The organization sources ideas for consumer solutions from “nontrepreneur,” or entrepreneurs that have great ideas, but no time to execute them. These may only begin as one-off product ideas, but have the potential to evolve into a full-fledged business. WayFounder commits a minimum of $50,000 to bring that product to market, and the idea conceiver receives a 5 percent royalty on all product sales.
But here’s the kicker, if it turns out to be a wildly successful product with the potential for an entire product line, WayFounder will invest another $250,000 to hire an experienced CEO to grow it. The nontrepreneur then receives 5 percent founder equity in the newly formed company.

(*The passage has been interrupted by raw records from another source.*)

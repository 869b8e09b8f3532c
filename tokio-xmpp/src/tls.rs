//! TLS layer: STARTTLS and legacy SSL-on-connect entry points, pluggable
//! verification levels, and a minimal peer certificate inspection helper.
//!
//! Grounded on `wocky-tls-handler.c`/`wocky-tls.c` (verification levels,
//! peer cert accessors), built on a `rustls::ClientConfig` with a
//! proceed/failure pump over the framed connection.

use std::sync::Arc;

use rustls::client::danger::{
    HandshakeSignatureValid, ServerCertVerified, ServerCertVerifier,
};
use rustls::pki_types::{CertificateDer, ServerName, UnixTime};
use rustls::{DigitallySignedStruct, RootCertStore, SignatureScheme};
use tokio::io::{AsyncRead, AsyncWrite};
use tokio_rustls::TlsConnector;

use crate::error::CertVerificationError;

/// How strictly peer certificates are checked. Grounded on `wocky-tls.c`'s
/// three-way verification strictness.
#[derive(Debug, Clone, Copy, PartialEq, Eq)]
pub enum VerificationLevel {
    /// Full chain + hostname validation; any ambiguity is a hard failure.
    Strict,
    /// Standard PKIX chain validation with hostname matching (the
    /// default).
    Normal,
    /// Run the same chain validation as `Normal`, but tolerate an unknown
    /// signer or a structurally invalid chain (logging a warning) and skip
    /// the hostname identity check — for self-signed test deployments.
    /// Revocation, expiry, and other internal-error outcomes still fail
    /// the handshake. Never use this in production.
    Lenient,
}

/// Minimal facts pulled out of a peer's leaf certificate, enough for a
/// [`TlsVerifier`] to make a decision without depending on `tokio-rustls`
/// internals directly.
#[derive(Debug, Clone, Default, PartialEq, Eq)]
pub struct PeerCertificateInfo {
    pub subject_cn: Option<String>,
    pub san_dns_names: Vec<String>,
    /// The certificate's `notAfter` validity bound, as the raw ASN.1
    /// `UTCTime`/`GeneralizedTime` string (e.g. `"251231235959Z"`),
    /// letting a caller observe upcoming expiry independent of whether
    /// rustls itself rejected the handshake.
    pub not_after: Option<String>,
}

/// Pluggable identity check, run in addition to the chain validation rustls
/// itself performs. Lets a caller supply extra acceptable identities (e.g.
/// a configured `xmpp_server` override distinct from the JID domain).
pub trait TlsVerifier: Send + Sync {
    fn verify_identity(
        &self,
        expected: &str,
        cert: &PeerCertificateInfo,
    ) -> Result<(), CertVerificationError>;
}

/// Default identity check: exact match or single-label wildcard match
/// against SAN dNSNames, falling back to the subject CN, against both the
/// expected hostname and any extra identities supplied.
pub struct DefaultTlsVerifier {
    pub extra_identities: Vec<String>,
}

impl TlsVerifier for DefaultTlsVerifier {
    fn verify_identity(
        &self,
        expected: &str,
        cert: &PeerCertificateInfo,
    ) -> Result<(), CertVerificationError> {
        let mut candidates = vec![expected.to_string()];
        candidates.extend(self.extra_identities.iter().cloned());
        let names: Vec<&str> = cert
            .san_dns_names
            .iter()
            .map(String::as_str)
            .chain(cert.subject_cn.as_deref())
            .collect();
        for candidate in &candidates {
            if names.iter().any(|n| hostname_matches(n, candidate)) {
                return Ok(());
            }
        }
        Err(CertVerificationError::NameMismatch)
    }
}

/// Case-insensitive hostname match with a single leading `*` wildcard
/// label allowed in `pattern` (RFC 6125 §6.4.3, restricted to the common
/// "`*.example.com`" form — no partial-label or multi-wildcard matching).
pub fn hostname_matches(pattern: &str, host: &str) -> bool {
    let pattern = pattern.trim_end_matches('.').to_ascii_lowercase();
    let host = host.trim_end_matches('.').to_ascii_lowercase();
    if let Some(rest) = pattern.strip_prefix("*.") {
        let mut host_labels = host.splitn(2, '.');
        let _first_label = host_labels.next();
        match host_labels.next() {
            Some(host_rest) => host_rest == rest,
            None => false,
        }
    } else {
        pattern == host
    }
}

/// Build the root certificate store: native OS trust anchors, falling
/// back to the bundled Mozilla set.
pub fn default_root_store() -> RootCertStore {
    let mut store = RootCertStore::empty();
    let native = rustls_native_certs::load_native_certs().certs;
    let (added, _ignored) = store.add_parsable_certificates(native);
    if added == 0 {
        store.extend(webpki_roots::TLS_SERVER_ROOTS.iter().cloned());
    }
    store
}

#[derive(Debug)]
struct XmppCertVerifier {
    level: VerificationLevel,
    inner: Arc<rustls::client::WebPkiServerVerifier>,
    extra: Box<dyn TlsVerifier>,
    expected_name: String,
    last_seen: std::sync::Mutex<Option<PeerCertificateInfo>>,
}

impl ServerCertVerifier for XmppCertVerifier {
    fn verify_server_cert(
        &self,
        end_entity: &CertificateDer<'_>,
        intermediates: &[CertificateDer<'_>],
        server_name: &ServerName<'_>,
        ocsp_response: &[u8],
        now: UnixTime,
    ) -> Result<ServerCertVerified, rustls::Error> {
        let info = extract_peer_cert_info(end_entity);
        *self.last_seen.lock().unwrap() = Some(info.clone());

        if let Err(e) =
            self.inner
                .verify_server_cert(end_entity, intermediates, server_name, ocsp_response, now)
        {
            if self.level == VerificationLevel::Lenient {
                let classified = classify_rustls_error(&e);
                if matches!(
                    classified,
                    CertVerificationError::SignerUnknown | CertVerificationError::Invalid
                ) {
                    log::warn!(
                        "accepting TLS certificate despite {classified} (lenient mode): {:?}",
                        info
                    );
                    return Ok(ServerCertVerified::assertion());
                }
            }
            return Err(e);
        }
        if self.level == VerificationLevel::Lenient {
            return Ok(ServerCertVerified::assertion());
        }

        self.extra
            .verify_identity(&self.expected_name, &info)
            .map_err(|_| {
                rustls::Error::General(format!(
                    "peer certificate identity does not match {}",
                    self.expected_name
                ))
            })?;

        Ok(ServerCertVerified::assertion())
    }

    fn verify_tls12_signature(
        &self,
        message: &[u8],
        cert: &CertificateDer<'_>,
        dss: &DigitallySignedStruct,
    ) -> Result<HandshakeSignatureValid, rustls::Error> {
        self.inner.verify_tls12_signature(message, cert, dss)
    }

    fn verify_tls13_signature(
        &self,
        message: &[u8],
        cert: &CertificateDer<'_>,
        dss: &DigitallySignedStruct,
    ) -> Result<HandshakeSignatureValid, rustls::Error> {
        self.inner.verify_tls13_signature(message, cert, dss)
    }

    fn supported_verify_schemes(&self) -> Vec<SignatureScheme> {
        self.inner.supported_verify_schemes()
    }
}

/// Best-effort extraction of the subject CN and SAN dNSNames from a DER
/// leaf certificate. This is *not* a general X.509 parser: it walks the
/// encoded bytes looking for the two OIDs it cares about
/// (`id-at-commonName`, `id-ce-subjectAltName`) and the ASN.1 string/context
/// tags that follow them, which is sufficient for the identity check above.
pub fn extract_peer_cert_info(der: &CertificateDer<'_>) -> PeerCertificateInfo {
    const OID_CN: [u8; 3] = [0x55, 0x04, 0x03];
    const OID_SAN: [u8; 3] = [0x55, 0x1d, 0x11];

    let bytes = der.as_ref();
    let subject_cn = find_oid(bytes, &OID_CN).and_then(|idx| read_following_string(bytes, idx));
    let mut san_dns_names = Vec::new();
    if let Some(idx) = find_oid(bytes, &OID_SAN) {
        san_dns_names = read_san_dns_names(bytes, idx);
    }
    // Validity is a SEQUENCE of two Time values (notBefore, notAfter); the
    // second UTCTime/GeneralizedTime found in the certificate is notAfter.
    let not_after = read_all_time_strings(bytes).into_iter().nth(1);
    PeerCertificateInfo {
        subject_cn,
        san_dns_names,
        not_after,
    }
}

fn read_all_time_strings(bytes: &[u8]) -> Vec<String> {
    let mut times = Vec::new();
    let mut i = 0;
    while i + 1 < bytes.len() {
        let tag = bytes[i];
        if tag == 0x17 || tag == 0x18 {
            let len = bytes[i + 1] as usize;
            if i + 2 + len <= bytes.len() {
                if let Ok(s) = std::str::from_utf8(&bytes[i + 2..i + 2 + len]) {
                    if !s.is_empty() && s.bytes().all(|b| b.is_ascii_digit() || b == b'Z' || b == b'+' || b == b'-') {
                        times.push(s.to_string());
                        i += 2 + len;
                        continue;
                    }
                }
            }
        }
        i += 1;
    }
    times
}

fn find_oid(bytes: &[u8], oid: &[u8]) -> Option<usize> {
    bytes.windows(oid.len()).position(|w| w == oid)
}

fn read_following_string(bytes: &[u8], oid_idx: usize) -> Option<String> {
    let mut i = oid_idx + 3;
    // Skip up to a handful of bytes looking for a string tag
    // (UTF8String 0x0c, PrintableString 0x13, IA5String 0x16).
    while i + 2 < bytes.len() && i < oid_idx + 8 {
        let tag = bytes[i];
        if tag == 0x0c || tag == 0x13 || tag == 0x16 {
            let len = bytes[i + 1] as usize;
            if i + 2 + len <= bytes.len() {
                return std::str::from_utf8(&bytes[i + 2..i + 2 + len])
                    .ok()
                    .map(str::to_string);
            }
        }
        i += 1;
    }
    None
}

fn read_san_dns_names(bytes: &[u8], oid_idx: usize) -> Vec<String> {
    let mut names = Vec::new();
    // The SAN extension value is an OCTET STRING wrapping a SEQUENCE of
    // GeneralName; dNSName entries use context tag 0x82.
    let mut i = oid_idx + 3;
    let end = bytes.len();
    while i + 2 < end {
        if bytes[i] == 0x82 {
            let len = bytes[i + 1] as usize;
            if i + 2 + len <= end {
                if let Ok(s) = std::str::from_utf8(&bytes[i + 2..i + 2 + len]) {
                    if s.chars().all(|c| c.is_ascii_graphic() || c == '.') {
                        names.push(s.to_string());
                    }
                }
            }
            i += 2 + len;
        } else {
            i += 1;
        }
        // Bail out once we are clearly past the extension (heuristic: stop
        // after finding a name if the next bytes don't look like another
        // GeneralName).
        if !names.is_empty() && (i >= end || bytes.get(i) != Some(&0x82)) {
            break;
        }
    }
    names
}

/// Build a [`TlsConnector`] for the given verification level and identity
/// checker.
pub fn connector(
    level: VerificationLevel,
    expected_name: &str,
    extra: Box<dyn TlsVerifier>,
) -> TlsConnector {
    let roots = default_root_store();
    let webpki_verifier = rustls::client::WebPkiServerVerifier::builder(Arc::new(roots))
        .build()
        .expect("root store is non-empty");
    let verifier = XmppCertVerifier {
        level,
        inner: webpki_verifier,
        extra,
        expected_name: expected_name.to_string(),
        last_seen: std::sync::Mutex::new(None),
    };
    let mut config = rustls::ClientConfig::builder()
        .dangerous()
        .with_custom_certificate_verifier(Arc::new(verifier))
        .with_no_client_auth();
    config.alpn_protocols = Vec::new();
    TlsConnector::from(Arc::new(config))
}

/// Perform the TLS handshake over an already-connected byte stream,
/// whether reached via STARTTLS (caller already negotiated `<starttls/>`)
/// or legacy SSL-on-connect (caller dials straight into it).
pub async fn handshake<Io: AsyncRead + AsyncWrite + Unpin + Send + 'static>(
    connector: &TlsConnector,
    domain: &str,
    io: Io,
) -> Result<tokio_rustls::client::TlsStream<Io>, CertVerificationError> {
    let server_name = ServerName::try_from(domain.to_string())
        .map_err(|_| CertVerificationError::Invalid)?;
    connector
        .connect(server_name, io)
        .await
        .map_err(|e| classify_io_error(&e))
}

fn classify_io_error(e: &std::io::Error) -> CertVerificationError {
    if let Some(inner) = e.get_ref() {
        if let Some(rustls_err) = inner.downcast_ref::<rustls::Error>() {
            return classify_rustls_error(rustls_err);
        }
    }
    CertVerificationError::UnknownError
}

fn classify_rustls_error(e: &rustls::Error) -> CertVerificationError {
    use rustls::CertificateError as CE;
    match e {
        rustls::Error::InvalidCertificate(CE::Expired) => CertVerificationError::Expired,
        rustls::Error::InvalidCertificate(CE::NotValidYet) => CertVerificationError::NotActive,
        rustls::Error::InvalidCertificate(CE::Revoked) => CertVerificationError::Revoked,
        rustls::Error::InvalidCertificate(CE::UnknownIssuer) => {
            CertVerificationError::SignerUnknown
        }
        rustls::Error::InvalidCertificate(CE::NotValidForName) => {
            CertVerificationError::NameMismatch
        }
        rustls::Error::InvalidCertificate(CE::BadSignature)
        | rustls::Error::InvalidCertificate(CE::BadEncoding) => CertVerificationError::Invalid,
        rustls::Error::InvalidCertificate(_) => CertVerificationError::Invalid,
        rustls::Error::General(msg) if msg.contains("does not match") => {
            CertVerificationError::NameMismatch
        }
        _ => CertVerificationError::UnknownError,
    }
}

#[cfg(test)]
mod tests {
    use super::*;

    #[test]
    fn wildcard_matches_single_label() {
        assert!(hostname_matches("*.example.com", "chat.example.com"));
        assert!(!hostname_matches("*.example.com", "a.chat.example.com"));
        assert!(!hostname_matches("*.example.com", "example.com"));
    }

    #[test]
    fn exact_match_is_case_insensitive() {
        assert!(hostname_matches("Example.COM", "example.com"));
    }

    #[test]
    fn default_verifier_checks_extra_identities() {
        let verifier = DefaultTlsVerifier {
            extra_identities: vec!["override.example.net".to_string()],
        };
        let cert = PeerCertificateInfo {
            subject_cn: None,
            san_dns_names: vec!["override.example.net".to_string()],
            not_after: None,
        };
        assert!(verifier.verify_identity("example.com", &cert).is_ok());
    }

    #[test]
    fn default_verifier_rejects_unrelated_name() {
        let verifier = DefaultTlsVerifier {
            extra_identities: vec![],
        };
        let cert = PeerCertificateInfo {
            subject_cn: Some("other.example.org".to_string()),
            san_dns_names: vec![],
            not_after: None,
        };
        assert_eq!(
            verifier.verify_identity("example.com", &cert).unwrap_err(),
            CertVerificationError::NameMismatch
        );
    }
}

3. All-in-One Customer Service
In San Francisco’s East Bay, hot, new startup co-working space TopLine is offering its incubated small businesses a competitive leg-up in the form of customer service solutions. Through the program, TopLine resident companies get access to ServicePattern, Bright Pattern’s next generation cloud contact center solution.
Because customer experience is the lifeblood to a successful startup, the cloud-based product suite gets TopLine startups a direct line to clients. Much in the same way famed instant messaging app for smartphone users, WhatsApp, offers an alternative way for people to communicate, who already had ability to call and text each other, Bright Pattern identifies customers and their intentions in advance, enabling faster lead capture and customer service cycles.
The Bright Pattern app provides a Rich Contact that allows customers to quickly switch from call to text, from text to email, or even have a video call. In early stages, accommodating to your client base on their terms, provides a firm advantage for businesses who quickly need to impress new users. “We all communicate with each other using up to seven different channels a day, and new companies that allow customers to communicate with them the same way, are the ones retaining customers and making them happy,” explains Konstantin Kishinsky, CEO of Bright Pattern.
4. 3D Printing (and other cool gadgets)
In Austin, Texas, incubator, Capital Factory, gives startups a competitive advantage attracting talent by hosting well-attended tech meetups and hack-a-thons. But it’s the organization’s Device Lab, replete with a 3D printer, that uniquely helps startups test and build concepts with physical, not virtual tools. The lab provides access to a small army of tablets, phones, and other devices for use in QA, R&D, prototyping, and customer support.
Capital Factory’s large format Gigabot 3D Printer from re:3d is available for use by members at just the cost of printing materials. Texans help each other out, and Austin-based re:3d is committed to inspiring local, new ideas through 3D printing. For every 100 Gigabot Printers delivered, in fact, the company donates one to an organization dedicated community improvement.
5. Really Exceptional Mentoring
Because of their pedigree, top programs like Y Combinator are able to attract accomplished investors and entrepreneurs like Peter Theil, Andrew Mason, andMark Zuckerberg to volunteer their time each year to come meet with the startup entrepreneurs in the program.
And we’re talking mentoring spanning from high-level, down to crafting the perfect sales pitch. After all, as Forbes writer Natalie Burg points out, how an entrepreneur approaches their incubator experience can “speak volumes about how they’ll handle the adventure of business ownership.”